TEN SEEMINGLY SMALL OVERSIGHTS WHICH COULD LEAD TO AUDIT FINDINGS AND PENALTIES
Financial aid and business offices can be found in a flurry of activity most days, and it is very easy to overlook seemingly simple issues. Yet, if these issues are missed or incorrectly performed, they could lead to audit or program review findings. We have compiled a checklist below for you to use as a guide, in order make you aware of the more common errors institutions make, and to remind you that if these errors persist they could lead to U.S. Department of Education sanctions or penalties.
1. Using the wrong or undocumented last date of attendance when completing an R2T4 calculation.
2. Failure to follow the appropriate and required protocol in refunding money to the U.S. Department of Education. Remember, unsubsidized loans are the first to be refunded, followed by subsidized loans then Pell and other grants.
3. Using an IRS 1040 instead of a tax transcript when completing a required verification. Not following the Department of Education’s guidance in providing V-1 through V-5 instructions on the ISIR.
4. Reporting a date for disbursements to COD which is different than the date on the student’s account. Auditors and ED officials are paying close attention to the fact that dates are the same.
5. Failure to reconcile the Federal Pell and Federal Direct Loan accounts at the institution with those recorded at COD. Reconciliation of COD/G-5 records with those at the institution on a regular and systematic basis are required.

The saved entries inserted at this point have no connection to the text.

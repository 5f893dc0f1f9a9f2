//! The `export` command: load a graph, run one built-in definition, write files.

use std::path::PathBuf;
use std::time::Instant;

use anyhow::{Context, Result};
use tracing::{debug, info, info_span, trace};

use sdtm_core::{
    ChildOrdering, Dataset, DomainObject, ExportDefinition, Exporter, MemoryObject, load_graph,
};
use sdtm_model::{ExportError, FlatRecord, Variable};
use sdtm_report::{CsvOptions, DatasetJsonOptions, render_csv, render_dataset_json, write_atomic};
use sdtm_standards::{StandardDomain, ae, cm, dm};

use crate::logging::redact_value;
use crate::types::{DomainSummary, ExportResult, OutputPaths};

/// File formats an export can produce.
#[derive(Debug, Clone, Copy, PartialEq, Eq)]
pub enum OutputFormat {
    Csv,
    Json,
}

impl OutputFormat {
    pub fn extension(self) -> &'static str {
        match self {
            OutputFormat::Csv => "csv",
            OutputFormat::Json => "json",
        }
    }
}

/// Everything the `export` command needs, already parsed from the command line.
#[derive(Debug, Clone)]
pub struct ExportRequest {
    pub domain: StandardDomain,
    pub graph: PathBuf,
    pub output_dir: PathBuf,
    pub formats: Vec<OutputFormat>,
    pub child_ordering: ChildOrdering,
    pub csv: CsvOptions,
    pub json: DatasetJsonOptions,
}

impl ExportRequest {
    pub fn new(
        domain: StandardDomain,
        graph: impl Into<PathBuf>,
        output_dir: impl Into<PathBuf>,
    ) -> Self {
        Self {
            domain,
            graph: graph.into(),
            output_dir: output_dir.into(),
            formats: vec![OutputFormat::Csv, OutputFormat::Json],
            child_ordering: ChildOrdering::default(),
            csv: CsvOptions::default(),
            json: DatasetJsonOptions::default(),
        }
    }

    /// `<output_dir>/<domain>.<ext>`, domain in lowercase.
    pub fn output_path(&self, format: OutputFormat) -> PathBuf {
        self.output_dir.join(format!(
            "{}.{}",
            self.domain.code().to_lowercase(),
            format.extension()
        ))
    }
}

/// Runs one export request end to end.
///
/// # Errors
///
/// Fails when the graph cannot be loaded, the traversal or rendering fails,
/// or a file cannot be written. Every requested format is rendered before
/// the first file is written, so a rendering failure writes nothing.
pub fn run_export(request: &ExportRequest) -> Result<ExportResult> {
    let span = info_span!("run_export", domain = %request.domain);
    let _guard = span.enter();
    let start = Instant::now();

    let root = load_graph(&request.graph)
        .with_context(|| format!("load object graph {}", request.graph.display()))?;
    debug!(
        graph = %request.graph.display(),
        root_type = root.record_type(),
        root = %root.identity(),
        "graph loaded"
    );

    let summary = match request.domain {
        StandardDomain::Dm => export_domain(dm::definition()?, &root, request)?,
        StandardDomain::Ae => export_domain(ae::definition()?, &root, request)?,
        StandardDomain::Cm => export_domain(cm::definition()?, &root, request)?,
    };

    info!(
        domain = %request.domain,
        records = summary.records,
        duration_ms = start.elapsed().as_millis(),
        "export finished"
    );
    Ok(ExportResult {
        study: root.identity().to_string(),
        output_dir: request.output_dir.clone(),
        domains: vec![summary],
    })
}

fn export_domain<V: Variable>(
    definition: ExportDefinition<V, MemoryObject>,
    root: &MemoryObject,
    request: &ExportRequest,
) -> Result<DomainSummary> {
    let definition = definition.with_child_ordering(request.child_ordering);
    let exporter = Exporter::new(&definition, root.clone());
    let dataset = exporter
        .export()
        .with_context(|| format!("export {}", request.domain))?;
    trace_records(&dataset);

    let mut rendered = Vec::with_capacity(request.formats.len());
    for format in &request.formats {
        let bytes = match format {
            OutputFormat::Csv => render_csv(&dataset, &request.csv).map_err(ExportError::from),
            OutputFormat::Json => render_dataset_json(&dataset, &request.json),
        }
        .with_context(|| format!("render {} as {}", request.domain, format.extension()))?;
        rendered.push((*format, bytes));
    }

    let mut outputs = OutputPaths::default();
    for (format, bytes) in rendered {
        let path = request.output_path(format);
        write_atomic(&path, &bytes).with_context(|| format!("write {}", path.display()))?;
        info!(
            domain = %dataset.domain(),
            path = %path.display(),
            records = dataset.len(),
            "wrote {}",
            format.extension()
        );
        match format {
            OutputFormat::Csv => outputs.csv = Some(path),
            OutputFormat::Json => outputs.json = Some(path),
        }
    }

    Ok(DomainSummary {
        domain_code: dataset.domain().to_string(),
        description: dataset.label().to_string(),
        records: dataset.len(),
        outputs,
    })
}

fn trace_records<V: Variable>(dataset: &Dataset<V>) {
    for record in dataset.records() {
        let values = describe_record(record);
        trace!(
            domain = %dataset.domain(),
            source = %record.source(),
            sequence = record.sequence(),
            values = redact_value(&values),
            "record"
        );
    }
}

fn describe_record<V: Variable>(record: &FlatRecord<V>) -> String {
    record
        .iter()
        .map(|(variable, value)| format!("{}={value}", variable.name()))
        .collect::<Vec<_>>()
        .join(" ")
}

6. Failure to report a student’s change of status (for any reason) to NSLDS, a system referred to as Enrollment Reporting. The reports must be reported in a systematic and regular basis and the institution should have documentation that the enrollment reporting has been done.
7. Failure to notify students with loan disbursements, when a loan is disbursed, that funds have been received, and giving the student the opportunity to accept or decline receiving the loan funds.

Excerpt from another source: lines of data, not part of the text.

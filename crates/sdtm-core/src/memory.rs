//! In-memory object graph implementing [`DomainObject`].
//!
//! Useful for tests, fixtures and the command line, where the records come
//! from a JSON document instead of a database. Children are held strongly and
//! parents weakly, so dropping the root drops the graph.
//!
//! # JSON layout
//!
//! ```json
//! {
//!   "type": "Study",
//!   "id": "CDISC01",
//!   "attributes": { "name": "Pilot" },
//!   "relations": {
//!     "participants": {
//!       "parent": "study",
//!       "items": [ { "type": "Participant", "id": 1, "attributes": { "subject_id": "001" } } ]
//!     }
//!   }
//! }
//! ```
//!
//! Every key under `relations` declares a child collection (possibly empty);
//! `parent` names the reverse relation set on each item.

use std::cell::RefCell;
use std::collections::BTreeMap;
use std::fmt;
use std::fs::File;
use std::io::{BufReader, Read};
use std::path::Path;
use std::rc::{Rc, Weak};

use anyhow::{Context, Result, anyhow, bail};
use sdtm_model::{ObjectId, Value};
use serde::Deserialize;

use crate::store::DomainObject;

struct MemoryNode {
    record_type: String,
    identity: ObjectId,
    attributes: RefCell<BTreeMap<String, Value>>,
    children: RefCell<BTreeMap<String, Vec<MemoryObject>>>,
    parents: RefCell<BTreeMap<String, Weak<MemoryNode>>>,
}

/// Shared handle to one in-memory object.
#[derive(Clone)]
pub struct MemoryObject(Rc<MemoryNode>);

impl MemoryObject {
    pub fn new(record_type: impl Into<String>, identity: impl Into<ObjectId>) -> Self {
        Self(Rc::new(MemoryNode {
            record_type: record_type.into(),
            identity: identity.into(),
            attributes: RefCell::new(BTreeMap::new()),
            children: RefCell::new(BTreeMap::new()),
            parents: RefCell::new(BTreeMap::new()),
        }))
    }

    #[must_use]
    pub fn with_attribute(self, name: impl Into<String>, value: impl Into<Value>) -> Self {
        self.set_attribute(name, value);
        self
    }

    pub fn set_attribute(&self, name: impl Into<String>, value: impl Into<Value>) {
        self.0
            .attributes
            .borrow_mut()
            .insert(name.into(), value.into());
    }

    /// Declares a child collection without adding members.
    #[must_use]
    pub fn with_relation(self, relation: impl Into<String>) -> Self {
        self.declare_relation(relation);
        self
    }

    pub fn declare_relation(&self, relation: impl Into<String>) {
        self.0.children.borrow_mut().entry(relation.into()).or_default();
    }

    /// Appends `child` to `relation` and points the child's `parent_relation` back here.
    pub fn add_child(&self, relation: &str, child: &MemoryObject, parent_relation: &str) {
        self.0
            .children
            .borrow_mut()
            .entry(relation.to_string())
            .or_default()
            .push(child.clone());
        child
            .0
            .parents
            .borrow_mut()
            .insert(parent_relation.to_string(), Rc::downgrade(&self.0));
    }

    /// Removes every member of a child collection, keeping the relation declared.
    pub fn clear_children(&self, relation: &str) {
        if let Some(children) = self.0.children.borrow_mut().get_mut(relation) {
            children.clear();
        }
    }

    pub fn ptr_eq(&self, other: &MemoryObject) -> bool {
        Rc::ptr_eq(&self.0, &other.0)
    }
}

impl DomainObject for MemoryObject {
    fn record_type(&self) -> &str {
        &self.0.record_type
    }

    fn identity(&self) -> ObjectId {
        self.0.identity.clone()
    }

    fn attribute(&self, name: &str) -> Option<Value> {
        self.0.attributes.borrow().get(name).cloned()
    }

    fn children(&self, relation: &str) -> Result<Vec<Self>> {
        self.0
            .children
            .borrow()
            .get(relation)
            .cloned()
            .ok_or_else(|| {
                anyhow!(
                    "{} {} has no relation '{relation}'",
                    self.0.record_type,
                    self.0.identity
                )
            })
    }

    fn parent(&self, relation: &str) -> Result<Option<Self>> {
        let parents = self.0.parents.borrow();
        let Some(parent) = parents.get(relation) else {
            return Ok(None);
        };
        parent.upgrade().map(|node| Some(Self(node))).ok_or_else(|| {
            anyhow!(
                "parent '{relation}' of {} {} no longer exists",
                self.0.record_type,
                self.0.identity
            )
        })
    }

    fn same_object(&self, other: &Self) -> bool {
        self.ptr_eq(other)
            || (self.0.record_type == other.0.record_type && self.0.identity == other.0.identity)
    }
}

impl fmt::Debug for MemoryObject {
    fn fmt(&self, f: &mut fmt::Formatter<'_>) -> fmt::Result {
        f.debug_struct("MemoryObject")
            .field("record_type", &self.0.record_type)
            .field("identity", &self.0.identity)
            .field("attributes", &self.0.attributes.borrow().len())
            .finish()
    }
}

#[derive(Debug, Deserialize)]
#[serde(untagged)]
enum GraphId {
    Number(i64),
    Text(String),
}

#[derive(Debug, Deserialize)]
struct GraphNode {
    #[serde(rename = "type")]
    record_type: String,
    id: GraphId,
    #[serde(default)]
    attributes: BTreeMap<String, serde_json::Value>,
    #[serde(default)]
    relations: BTreeMap<String, GraphRelation>,
}

#[derive(Debug, Deserialize)]
struct GraphRelation {
    parent: String,
    #[serde(default)]
    items: Vec<GraphNode>,
}

/// Loads a graph from a JSON file and returns its root.
pub fn load_graph(path: &Path) -> Result<MemoryObject> {
    let file = File::open(path).with_context(|| format!("open {}", path.display()))?;
    read_graph(BufReader::new(file)).with_context(|| format!("read graph {}", path.display()))
}

pub fn read_graph<R: Read>(reader: R) -> Result<MemoryObject> {
    let node: GraphNode = serde_json::from_reader(reader).context("parse graph JSON")?;
    build_node(node)
}

pub fn parse_graph(json: &str) -> Result<MemoryObject> {
    read_graph(json.as_bytes())
}

fn build_node(node: GraphNode) -> Result<MemoryObject> {
    let identity = match node.id {
        GraphId::Number(value) => ObjectId::from(value),
        GraphId::Text(value) => ObjectId::from(value),
    };
    let object = MemoryObject::new(node.record_type, identity);
    for (name, raw) in node.attributes {
        let value = json_to_value(&raw).with_context(|| {
            format!(
                "attribute '{name}' of {} {}",
                object.record_type(),
                object.identity()
            )
        })?;
        object.set_attribute(name, value);
    }
    for (relation, group) in node.relations {
        object.declare_relation(relation.as_str());
        for item in group.items {
            let child = build_node(item)?;
            object.add_child(&relation, &child, &group.parent);
        }
    }
    Ok(object)
}

fn json_to_value(raw: &serde_json::Value) -> Result<Value> {
    Ok(match raw {
        serde_json::Value::Null => Value::Null,
        serde_json::Value::Bool(flag) => Value::Boolean(*flag),
        serde_json::Value::Number(number) => match number.as_i64() {
            Some(integer) => Value::Integer(integer),
            None => Value::Float(
                number
                    .as_f64()
                    .ok_or_else(|| anyhow!("number {number} out of range"))?,
            ),
        },
        serde_json::Value::String(text) => Value::Text(text.clone()),
        serde_json::Value::Array(_) | serde_json::Value::Object(_) => {
            bail!("only scalar attribute values are supported")
        }
    })
}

8. Failure to maintain student’s financial aid files in an orderly manner and not protecting student's files from intrusion, damage or fire. Poorly organized files indicate lack of order. Lack of order indicates poor management. Poor management leads to what the U.S. Department of Education refers to as a lack of administrative capability, which can lead to restrictions or penalties.
9. Failure to have adequate security measures in place to protect electronic data.
10. Failure to have students complete an Entrance Interview and an Exit Interview when they are recipients of student loans.